FEWER SUITABLE DAYS. Weather, of course, is the leading cause of corn planting delays and the number of suitable days for planting varies widely from year to year. An analysis of USDA data for the years of 1970 through 2013 shows that in Illinois the number of days suitable for field work in the three week period from April 30 until May 20 ranged from as few as 4 to as many as 19 days.

“On average, slightly more than half (11.5) of the days in this three-week period were suitable for field work,” says Mathesius. “Growers need to have enough planter capacity in terms of machinery and labor to get the job done in that time period to avoid yield loss.”

The pressure to plant on time is heightened by indications that the number of suitable days in the spring is slowly declining. In a USDA funded Useful-To-Usable project--designed to transform climate variability data into usable management information--researchers from nine universities confirmed the trend toward fewer days suitable for fieldwork in the planting season. In contrast, the group found the number of suitable days was increasing during the harvest season.

Mathesius notes that planter size has increased steadily, leading many to believe that the U.S. corn crop can be planted more quickly, but that doesn’t prove to be true. “Farm size has increased as well, so the net effect is that although the U.S. corn crop is planted much earlier now than 30 years ago, the pace at which the crop is planted has changed little and weather conditions are the primary factor that determines planting progress.”

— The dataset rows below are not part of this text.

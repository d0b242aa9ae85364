//! Numerical solver traits and types
//!
//! # Design Philosophy
//!
//! This module follows the same pattern as `PhysicalQuantity`:
//! - Central enum `SolverType` defines the kind of time integration
//! - `SolverConfiguration` carries the parameters for that kind
//! - `SimulationResult` holds the trajectory plus free-form metadata
//!
//! # Stability Guarantee
//!
//! - `Solver` trait: stable, only the return type carries solver errors
//! - `SolverType` enum: extensible (new variants can be added)

use std::collections::HashMap;

use nalgebra::{DMatrix, DVector};

use crate::error::{ChromError, Result};
use crate::models::IntegrationSettings;
use crate::solver::Scenario;

/// Default bound on the number of steps (accepted + rejected) of one run
pub const DEFAULT_MAX_STEPS: usize = 500_000;

// =================================================================================================
// Central Solver Type Enumeration
// =================================================================================================

/// Kind of time integration
///
/// # Examples
///
/// ```rust
/// use chromosim::solver::SolverType;
///
/// // Fixed step: dt = (t_end - t_start) / time_steps
/// let fixed = SolverType::FixedStep { t_start: 0.0, t_end: 600.0, time_steps: 1200 };
///
/// // Adaptive step with error control
/// let adaptive = SolverType::Adaptive {
///     t_start: 0.0,
///     t_end: 3000.0,
///     rtol: 1e-6,
///     atol: 1e-6,
///     max_step: 8.0,
/// };
///
/// assert_eq!(fixed.name(), "FixedStep");
/// assert!(adaptive.validate().is_ok());
/// ```
#[derive(Clone, Debug, PartialEq)]
pub enum SolverType {
    /// Uniform steps over `[t_start, t_end]`
    ///
    /// Used by: RK4
    FixedStep {
        t_start: f64,
        t_end: f64,
        time_steps: usize,
    },

    /// Error-controlled steps over `[t_start, t_end]`
    ///
    /// Used by: SDIRK
    Adaptive {
        t_start: f64,
        t_end: f64,
        rtol: f64,
        atol: f64,
        max_step: f64,
    },
}

impl SolverType {
    /// Get name identifier
    pub fn name(&self) -> &str {
        match self {
            SolverType::FixedStep { .. } => "FixedStep",
            SolverType::Adaptive { .. } => "Adaptive",
        }
    }

    /// Integration window
    pub fn span(&self) -> (f64, f64) {
        match *self {
            SolverType::FixedStep { t_start, t_end, .. } | SolverType::Adaptive { t_start, t_end, .. } => {
                (t_start, t_end)
            }
        }
    }

    /// Validate that parameters are meaningful
    pub fn validate(&self) -> Result<()> {
        let (t_start, t_end) = self.span();
        if !(t_start.is_finite() && t_end.is_finite() && t_end > t_start) {
            return Err(ChromError::config(format!(
                "time span must satisfy t_start < t_end, got ({t_start}, {t_end})"
            )));
        }

        match *self {
            SolverType::FixedStep { time_steps, .. } => {
                if time_steps == 0 {
                    return Err(ChromError::config("time steps must be greater than 0"));
                }
            }
            SolverType::Adaptive { rtol, atol, max_step, .. } => {
                if !(rtol > 0.0 && atol > 0.0) {
                    return Err(ChromError::config(format!(
                        "tolerances must be positive, got rtol={rtol}, atol={atol}"
                    )));
                }
                if !(max_step > 0.0) {
                    return Err(ChromError::config(format!("max_step must be positive, got {max_step}")));
                }
            }
        }
        Ok(())
    }
}

// =================================================================================================
// Solver configuration
// =================================================================================================

/// Configuration for numerical solver
///
/// ```rust
/// use chromosim::models::ColumnConfig;
/// use chromosim::solver::SolverConfiguration;
///
/// let config = SolverConfiguration::from_settings(&ColumnConfig::ev_aex_multi().integration);
/// assert!(config.validate().is_ok());
///
/// let fixed = SolverConfiguration::fixed_step(0.0, 600.0, 1200);
/// assert_eq!(fixed.solver_type.name(), "FixedStep");
/// ```
#[derive(Clone, Debug, PartialEq)]
pub struct SolverConfiguration {
    /// Type of solver and its parameters
    pub solver_type: SolverType,

    /// Upper bound on attempted steps before the run is abandoned
    pub max_steps: usize,
}

impl SolverConfiguration {
    /// Create a new configuration with a given solver type
    pub fn new(solver_type: SolverType) -> Self {
        Self {
            solver_type,
            max_steps: DEFAULT_MAX_STEPS,
        }
    }

    /// Fixed-step configuration
    pub fn fixed_step(t_start: f64, t_end: f64, time_steps: usize) -> Self {
        Self::new(SolverType::FixedStep { t_start, t_end, time_steps })
    }

    /// Adaptive configuration
    pub fn adaptive(t_start: f64, t_end: f64, rtol: f64, atol: f64, max_step: f64) -> Self {
        Self::new(SolverType::Adaptive { t_start, t_end, rtol, atol, max_step })
    }

    /// Adaptive configuration from a column's integration settings
    pub fn from_settings(settings: &IntegrationSettings) -> Self {
        Self::adaptive(
            settings.t_start,
            settings.t_end,
            settings.rtol,
            settings.atol,
            settings.max_step,
        )
    }

    /// Replaces the step budget
    pub fn with_max_steps(mut self, max_steps: usize) -> Self {
        self.max_steps = max_steps;
        self
    }

    /// Validate configuration
    pub fn validate(&self) -> Result<()> {
        if self.max_steps == 0 {
            return Err(ChromError::config("max_steps must be greater than 0"));
        }
        self.solver_type.validate()
    }
}

// =================================================================================================
// Simulation result
// =================================================================================================

/// Trajectory produced by a solver
///
/// `states[k]` is the state at `time_points[k]`; the first entry is the
/// initial state.
#[derive(Clone, Debug)]
pub struct SimulationResult {
    /// Accepted time points, strictly increasing
    pub time_points: Vec<f64>,

    /// State at every time point
    pub states: Vec<DVector<f64>>,

    /// Solver statistics (name, step counts, …)
    pub metadata: HashMap<String, String>,
}

impl SimulationResult {
    /// Creates a result without metadata
    pub fn new(time_points: Vec<f64>, states: Vec<DVector<f64>>) -> Self {
        Self {
            time_points,
            states,
            metadata: HashMap::new(),
        }
    }

    /// Number of stored time points
    pub fn len(&self) -> usize {
        self.time_points.len()
    }

    /// Whether the result holds no time point
    pub fn is_empty(&self) -> bool {
        self.time_points.is_empty()
    }

    /// Last stored state
    pub fn final_state(&self) -> Option<&DVector<f64>> {
        self.states.last()
    }

    /// Last stored time
    pub fn final_time(&self) -> Option<f64> {
        self.time_points.last().copied()
    }

    /// Trajectory as an `[Nt × state_len]` matrix, one row per time point
    pub fn trajectory(&self) -> DMatrix<f64> {
        let n_cols = self.states.first().map_or(0, |s| s.len());
        DMatrix::from_fn(self.states.len(), n_cols, |row, col| self.states[row][col])
    }

    /// Adds one metadata entry
    pub fn add_metadata(&mut self, key: &str, value: &str) {
        self.metadata.insert(key.to_string(), value.to_string());
    }

    /// Metadata entry, if present
    pub fn metadata(&self, key: &str) -> Option<&str> {
        self.metadata.get(key).map(String::as_str)
    }
}

// =================================================================================================
// Solver trait
// =================================================================================================

/// A numerical time integrator
pub trait Solver {
    /// Integrates `scenario` as described by `config`
    ///
    /// # Errors
    ///
    /// - Configuration error when `config` does not suit the solver
    /// - Errors raised by the model's right-hand side
    /// - Integration / non-finite errors when the integration breaks down
    fn solve(&self, scenario: &Scenario, config: &SolverConfiguration) -> Result<SimulationResult>;

    /// Name of the solver
    fn name(&self) -> &str;
}

// =================================================================================================
// Tests
// =================================================================================================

“Record corn crops come from maximizing the yield potential of top-yielding hybrids and this comes from planting the fullest season (longest maturity) hybrid possible and planting it on time in good seedbed conditions,” says Scott. “In the northern Corn Belt we see a 1.5 to 2.5 bushel per acre yield advantage per point in the CRM rating (comparative relative maturity). Planting a hybrid with a 100-day CRM rating would have a potential yield advantage of 7.5 to 12 bushels per acre compared to a hybrid with a 95-day rating. Of course, the longer-maturity hybrid could have a higher grain moisture content at harvest--perhaps 2 to 2 ½ points--but at today’s energy prices it would still be money ahead even after drying."